Start of Block

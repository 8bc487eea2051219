use sea_orm::{
    entity::prelude::*, ActiveValue::NotSet, DatabaseConnection, IntoActiveModel, QueryOrder, Set,
};
use serde::{Deserialize, Serialize};

use crate::errors::ModelError;

/// Keys that must be present in a create/update body. Empty strings are accepted.
pub const REQUIRED_FIELDS: [&str; 2] = ["image_url", "ai_label"];

#[derive(Clone, Debug, PartialEq, DeriveEntityModel, Serialize, Deserialize)]
#[sea_orm(table_name = "image_labels")]
pub struct Model {
    #[sea_orm(primary_key)]
    pub image_id: i64,
    #[sea_orm(column_type = "Text")]
    pub image_url: String,
    #[sea_orm(column_type = "Text")]
    pub ai_label: String,
    #[sea_orm(column_name = "human_1_score")]
    pub human_1_score: Option<i64>,
    #[sea_orm(column_name = "human_2_score")]
    pub human_2_score: Option<i64>,
    #[sea_orm(column_name = "human_3_score")]
    pub human_3_score: Option<i64>,
    #[sea_orm(column_name = "human_1_comment", column_type = "Text", nullable)]
    pub human_1_comment: Option<String>,
    #[sea_orm(column_name = "human_2_comment", column_type = "Text", nullable)]
    pub human_2_comment: Option<String>,
    #[sea_orm(column_name = "human_3_comment", column_type = "Text", nullable)]
    pub human_3_comment: Option<String>,
    pub ai_accuracy: Option<f64>,
}

#[derive(Copy, Clone, Debug, EnumIter, DeriveRelation)]
pub enum Relation {}

impl ActiveModelBehavior for ActiveModel {}

/// A record as submitted by clients: everything except `image_id`.
///
/// Optional fields that are absent from the body are stored as NULL. The same
/// value is echoed back by create and update.
#[derive(Clone, Debug, Default, PartialEq, Serialize, Deserialize)]
pub struct AnnotationInput {
    pub image_url: String,
    pub ai_label: String,
    pub human_1_score: Option<i64>,
    pub human_2_score: Option<i64>,
    pub human_3_score: Option<i64>,
    pub human_1_comment: Option<String>,
    pub human_2_comment: Option<String>,
    pub human_3_comment: Option<String>,
    pub ai_accuracy: Option<f64>,
}

impl AnnotationInput {
    /// Presence check first, then type check, so a missing key is always reported
    /// as such even when other fields are malformed.
    pub fn from_json(value: serde_json::Value) -> Result<Self, ModelError> {
        let Some(obj) = value.as_object() else {
            return Err(ModelError::InvalidBody("expected a JSON object".into()));
        };
        let missing: Vec<&'static str> = REQUIRED_FIELDS
            .iter()
            .copied()
            .filter(|f| !obj.contains_key(*f))
            .collect();
        if !missing.is_empty() {
            return Err(ModelError::MissingFields(missing));
        }
        serde_json::from_value(value).map_err(|e| ModelError::Validation(e.to_string()))
    }
}

impl From<Model> for AnnotationInput {
    fn from(m: Model) -> Self {
        Self {
            image_url: m.image_url,
            ai_label: m.ai_label,
            human_1_score: m.human_1_score,
            human_2_score: m.human_2_score,
            human_3_score: m.human_3_score,
            human_1_comment: m.human_1_comment,
            human_2_comment: m.human_2_comment,
            human_3_comment: m.human_3_comment,
            ai_accuracy: m.ai_accuracy,
        }
    }
}

impl IntoActiveModel<ActiveModel> for AnnotationInput {
    fn into_active_model(self) -> ActiveModel {
        ActiveModel {
            image_id: NotSet,
            image_url: Set(self.image_url),
            ai_label: Set(self.ai_label),
            human_1_score: Set(self.human_1_score),
            human_2_score: Set(self.human_2_score),
            human_3_score: Set(self.human_3_score),
            human_1_comment: Set(self.human_1_comment),
            human_2_comment: Set(self.human_2_comment),
            human_3_comment: Set(self.human_3_comment),
            ai_accuracy: Set(self.ai_accuracy),
        }
    }
}

pub async fn list(db: &DatabaseConnection) -> Result<Vec<Model>, ModelError> {
    let rows = Entity::find().order_by_asc(Column::ImageId).all(db).await?;
    Ok(rows)
}

pub async fn find(db: &DatabaseConnection, image_id: i64) -> Result<Option<Model>, ModelError> {
    let found = Entity::find_by_id(image_id).one(db).await?;
    Ok(found)
}

/// Insert a record; the store assigns `image_id`.
pub async fn create(db: &DatabaseConnection, input: AnnotationInput) -> Result<Model, ModelError> {
    let am = input.into_active_model();
    let created = am.insert(db).await?;
    Ok(created)
}

/// Insert several records in one statement. Returns how many were inserted.
pub async fn create_many(db: &DatabaseConnection, inputs: Vec<AnnotationInput>) -> Result<u64, ModelError> {
    if inputs.is_empty() {
        return Ok(0);
    }
    let count = inputs.len() as u64;
    Entity::insert_many(inputs.into_iter().map(|i| -> ActiveModel { i.into_active_model() }))
        .exec(db)
        .await?;
    Ok(count)
}

/// Overwrite every column of the row. Returns the number of rows touched,
/// which is 0 when `image_id` does not exist.
pub async fn update(db: &DatabaseConnection, image_id: i64, input: AnnotationInput) -> Result<u64, ModelError> {
    let res = Entity::update_many()
        .set(input.into_active_model())
        .filter(Column::ImageId.eq(image_id))
        .exec(db)
        .await?;
    Ok(res.rows_affected)
}

/// Delete by id. Returns the number of rows removed (0 or 1).
pub async fn delete(db: &DatabaseConnection, image_id: i64) -> Result<u64, ModelError> {
    let res = Entity::delete_by_id(image_id).exec(db).await?;
    Ok(res.rows_affected)
}

#[cfg(test)]
mod tests {
    use super::*;
    use serde_json::json;

    #[test]
    fn minimal_body_leaves_optionals_empty() {
        let input = AnnotationInput::from_json(json!({"image_url": "uploads/a.jpg", "ai_label": "a red car"})).unwrap();
        assert_eq!(input.image_url, "uploads/a.jpg");
        assert_eq!(input.ai_label, "a red car");
        assert_eq!(input.human_1_score, None);
        assert_eq!(input.ai_accuracy, None);
    }

    #[test]
    fn empty_strings_count_as_present() {
        let input = AnnotationInput::from_json(json!({"image_url": "", "ai_label": ""})).unwrap();
        assert!(input.image_url.is_empty());
    }

    #[test]
    fn reports_each_missing_key() {
        match AnnotationInput::from_json(json!({"human_1_score": 3})) {
            Err(ModelError::MissingFields(f)) => assert_eq!(f, vec!["image_url", "ai_label"]),
            other => panic!("unexpected: {:?}", other),
        }
        match AnnotationInput::from_json(json!({"image_url": "x"})) {
            Err(ModelError::MissingFields(f)) => assert_eq!(f, vec!["ai_label"]),
            other => panic!("unexpected: {:?}", other),
        }
    }

    #[test]
    fn missing_key_wins_over_bad_types() {
        let err = AnnotationInput::from_json(json!({"image_url": "x", "human_1_score": "high"})).unwrap_err();
        assert!(matches!(err, ModelError::MissingFields(_)));
    }

    #[test]
    fn non_object_body_is_invalid() {
        assert!(matches!(AnnotationInput::from_json(json!([1, 2])), Err(ModelError::InvalidBody(_))));
        assert!(matches!(AnnotationInput::from_json(json!("text")), Err(ModelError::InvalidBody(_))));
    }

    #[test]
    fn wrong_types_are_validation_errors() {
        let err = AnnotationInput::from_json(json!({"image_url": "x", "ai_label": "y", "human_2_score": "five"})).unwrap_err();
        assert!(matches!(err, ModelError::Validation(_)));
        let err = AnnotationInput::from_json(json!({"image_url": null, "ai_label": "y"})).unwrap_err();
        assert!(matches!(err, ModelError::Validation(_)));
    }

    #[test]
    fn full_body_and_extra_keys() {
        let input = AnnotationInput::from_json(json!({
            "image_url": "uploads/image1.jpg",
            "ai_label": "cat",
            "human_1_score": 1,
            "human_2_score": 0,
            "human_3_score": 1,
            "human_1_comment": "Looks correct",
            "human_2_comment": "I think it's a dog",
            "human_3_comment": "Agree with AI",
            "ai_accuracy": 85,
            "image_id": 42
        }))
        .unwrap();
        assert_eq!(input.human_2_comment.as_deref(), Some("I think it's a dog"));
        assert_eq!(input.ai_accuracy, Some(85.0));
    }

    #[test]
    fn active_model_leaves_id_unset() {
        let am = AnnotationInput { image_url: "u".into(), ai_label: "l".into(), ..Default::default() }.into_active_model();
        assert!(am.image_id.is_not_set());
        assert_eq!(am.human_3_comment, Set(None));
    }
}
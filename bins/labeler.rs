#[path = "bootstrap.rs"]
mod bootstrap;

fn main() -> std::process::ExitCode {
    bootstrap::run("labeler", server::run_labeler)
}
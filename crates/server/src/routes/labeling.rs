use axum::{extract::State, Json};
use axum_extra::extract::WithRejection;
use serde::{Deserialize, Serialize};
use service::labeling::LabelingError;
use tracing::info;

use crate::{errors::JsonApiError, state::LabelingState};

#[derive(Debug, Deserialize)]
pub struct LabelRequest {
    #[serde(default)]
    pub image_path: Option<String>,
}

#[derive(Debug, Serialize)]
pub struct LabelResponse {
    pub label: String,
}

#[utoipa::path(
    post, path = "/generate_image_label", tag = "labeling",
    request_body(
        content = crate::openapi::LabelRequestDoc,
        description = "`image_path` is joined onto the configured image root; absolute paths are used as given"
    ),
    responses(
        (status = 200, description = "Label generated", body = crate::openapi::LabelResponseDoc),
        (status = 400, description = "No image path provided", body = crate::openapi::ErrorBodyDoc),
        (status = 500, description = "Image unreadable or model call failed", body = crate::openapi::ErrorBodyDoc)
    )
)]
pub async fn generate_image_label(
    State(state): State<LabelingState>,
    WithRejection(Json(req), _): WithRejection<Json<LabelRequest>, JsonApiError>,
) -> Result<Json<LabelResponse>, JsonApiError> {
    let Some(image_path) = req.image_path.filter(|p| !p.trim().is_empty()) else {
        return Err(LabelingError::MissingImagePath.into());
    };
    let label = state.labeler.label_image(&image_path).await?;
    info!(%image_path, model = state.labeler.model_name(), "generated image label");
    Ok(Json(LabelResponse { label }))
}
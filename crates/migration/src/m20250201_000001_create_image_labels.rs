//! Create `image_labels` table.
//!
//! One row per annotated image: the AI label plus three optional human reviews.
//! `image_id` is a 64-bit AUTOINCREMENT rowid so ids are never reused after a delete.
use sea_orm_migration::{prelude::*, schema::*};

#[derive(DeriveMigrationName)]
pub struct Migration;

#[async_trait::async_trait]
impl MigrationTrait for Migration {
    async fn up(&self, manager: &SchemaManager) -> Result<(), DbErr> {
        manager
            .create_table(
                Table::create()
                    .table(ImageLabels::Table)
                    .if_not_exists()
                    .col(big_integer(ImageLabels::ImageId).auto_increment().primary_key().take())
                    .col(text(ImageLabels::ImageUrl))
                    .col(text(ImageLabels::AiLabel))
                    .col(big_integer_null(ImageLabels::Human1Score))
                    .col(big_integer_null(ImageLabels::Human2Score))
                    .col(big_integer_null(ImageLabels::Human3Score))
                    .col(text_null(ImageLabels::Human1Comment))
                    .col(text_null(ImageLabels::Human2Comment))
                    .col(text_null(ImageLabels::Human3Comment))
                    .col(double_null(ImageLabels::AiAccuracy))
                    .to_owned(),
            )
            .await
    }

    async fn down(&self, manager: &SchemaManager) -> Result<(), DbErr> {
        manager.drop_table(Table::drop().table(ImageLabels::Table).to_owned()).await
    }
}

#[derive(DeriveIden)]
pub(crate) enum ImageLabels {
    Table,
    ImageId,
    ImageUrl,
    AiLabel,
    #[sea_orm(iden = "human_1_score")]
    Human1Score,
    #[sea_orm(iden = "human_2_score")]
    Human2Score,
    #[sea_orm(iden = "human_3_score")]
    Human3Score,
    #[sea_orm(iden = "human_1_comment")]
    Human1Comment,
    #[sea_orm(iden = "human_2_comment")]
    Human2Comment,
    #[sea_orm(iden = "human_3_comment")]
    Human3Comment,
    AiAccuracy,
}
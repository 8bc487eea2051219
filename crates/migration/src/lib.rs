//! Migrator for the annotation store schema.
//! Indexes are applied last.
pub use sea_orm_migration::prelude::*;

mod m20250201_000001_create_image_labels;
mod m20250201_000002_add_image_url_index;

pub struct Migrator;

#[async_trait::async_trait]
impl MigratorTrait for Migrator {
    fn migrations() -> Vec<Box<dyn MigrationTrait>> {
        vec![
            Box::new(m20250201_000001_create_image_labels::Migration),
            // Indexes should always be applied last
            Box::new(m20250201_000002_add_image_url_index::Migration),
        ]
    }
}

End of Block

● Exercise aim:
With the line holding "DeriveEntityModel, Serialize, Deserialize)]" as the first and the line holding "create and update." as the last, set down that range of the entries above exactly, and nothing else.

● Exercise output:
#[derive(Clone, Debug, PartialEq, DeriveEntityModel, Serialize, Deserialize)]
#[sea_orm(table_name = "image_labels")]
pub struct Model {
    #[sea_orm(primary_key)]
    pub image_id: i64,
    #[sea_orm(column_type = "Text")]
    pub image_url: String,
    #[sea_orm(column_type = "Text")]
    pub ai_label: String,
    #[sea_orm(column_name = "human_1_score")]
    pub human_1_score: Option<i64>,
    #[sea_orm(column_name = "human_2_score")]
    pub human_2_score: Option<i64>,
    #[sea_orm(column_name = "human_3_score")]
    pub human_3_score: Option<i64>,
    #[sea_orm(column_name = "human_1_comment", column_type = "Text", nullable)]
    pub human_1_comment: Option<String>,
    #[sea_orm(column_name = "human_2_comment", column_type = "Text", nullable)]
    pub human_2_comment: Option<String>,
    #[sea_orm(column_name = "human_3_comment", column_type = "Text", nullable)]
    pub human_3_comment: Option<String>,
    pub ai_accuracy: Option<f64>,
}

#[derive(Copy, Clone, Debug, EnumIter, DeriveRelation)]
pub enum Relation {}

impl ActiveModelBehavior for ActiveModel {}

/// A record as submitted by clients: everything except `image_id`.
///
/// Optional fields that are absent from the body are stored as NULL. The same
/// value is echoed back by create and update.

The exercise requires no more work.